● EXERCISE: Going through the entries below, work out how many lines have the string "anyhow" in them. Give the number and nothing more.
· · ·
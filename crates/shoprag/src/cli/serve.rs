//! Serve command handler.

use super::resolve_config_path;
use shoprag_core::init_tracing;
use shoprag_server::{Settings, serve};
use std::path::PathBuf;

/// Loads settings, installs logging and serves until Ctrl-C.
pub async fn handle_serve_command(config: Option<PathBuf>) -> anyhow::Result<()> {
    let config = resolve_config_path(config);
    let settings = Settings::load(config.as_deref())?;
    init_tracing(settings.log_format).map_err(anyhow::Error::msg)?;

    tracing::info!(
        config = ?config,
        model = %settings.llm.model,
        "Starting OnlineShopRAG server"
    );
    serve(settings).await?;
    Ok(())
}
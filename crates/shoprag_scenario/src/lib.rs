//! Scenario engine for the OnlineShopRAG support backend.
//!
//! A scenario is a short guided dialogue that runs on the first message of a
//! conversation. Its [`Script`] is a flat list of [`Node`]s: text fragments,
//! tool calls, LLM-evaluated `if` branches and an `end` marker. The
//! [`ScenarioInterpreter`] walks the script in document order and returns the
//! text it emitted together with the id of the last node it executed.
//!
//! # Example
//!
//! ```rust,ignore
//! use shoprag_scenario::{ConditionEvaluator, ScenarioInterpreter, Script, ToolRegistry};
//!
//! let script = Script::from_file("Scenario.json")?;
//! let interpreter = ScenarioInterpreter::new(
//!     ToolRegistry::with_defaults(),
//!     ConditionEvaluator::new(driver),
//! );
//! let outcome = interpreter.run(&script, "Где мой заказ?").await?;
//! println!("{} (last step: {})", outcome.context(), outcome.last_step());
//! ```

mod condition;
mod interpreter;
mod script;
mod substitution;
mod tools;
mod validator;

pub use condition::{
    CONDITION_SYSTEM_PROMPT, ConditionEvaluator, DEFAULT_AFFIRMATIVE_TOKEN,
    DEFAULT_CONDITION_TIMEOUT, is_affirmative,
};
pub use interpreter::{ExecutionState, ScenarioInterpreter, ScenarioOutcome, ScenarioRunner};
pub use script::{BranchNode, EndNode, IfNode, Node, Script, TextNode, ToolNode};
pub use substitution::substitute;
pub use tools::{GetUserData, Tool, ToolOutput, ToolRegistry, ToolResults};
pub use validator::{ScriptValidator, ValidationIssue, ValidationIssueKind};
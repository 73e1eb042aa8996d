//! Scenario command handlers.

use super::resolve_config_path;
use shoprag_core::{LogFormat, init_tracing};
use shoprag_scenario::{Script, ScriptValidator, ToolRegistry};
use shoprag_server::{ScenarioSettings, Settings, build_driver, build_scenario_runner};
use std::path::PathBuf;

/// Loads a scenario and prints its validation issues.
///
/// Issues are warnings unless `strict` is set; a scenario that fails to load
/// is always an error.
pub fn handle_validate_command(file: PathBuf, strict: bool) -> anyhow::Result<()> {
    init_tracing(LogFormat::Pretty).map_err(anyhow::Error::msg)?;

    let script = Script::from_file(&file)?;
    let tools = ToolRegistry::with_defaults();
    let validator = ScriptValidator::new(&tools);
    let issues = validator.validate(&script);

    println!("{}: {} top-level nodes", file.display(), script.len());
    if issues.is_empty() {
        println!("No issues found");
    } else {
        for (i, issue) in issues.iter().enumerate() {
            println!("Issue {}: {}", i + 1, issue);
        }
    }

    if strict {
        validator.ensure_valid(&script)?;
    }
    Ok(())
}

/// Runs a scenario once and prints the emitted context and last step.
pub async fn handle_run_command(
    file: PathBuf,
    message: String,
    config: Option<PathBuf>,
) -> anyhow::Result<()> {
    let settings = Settings::load(resolve_config_path(config).as_deref())?;
    init_tracing(settings.log_format).map_err(anyhow::Error::msg)?;

    let scenario = ScenarioSettings {
        file,
        ..settings.scenario.clone()
    };
    let runner = build_scenario_runner(&scenario, build_driver(&settings.llm)?)?;
    let outcome = runner.run(&message).await?;

    println!("Context:\n{}", outcome.context());
    println!("Last step: {}", outcome.last_step());
    Ok(())
}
· · ·
● ANSWER SPACE: 6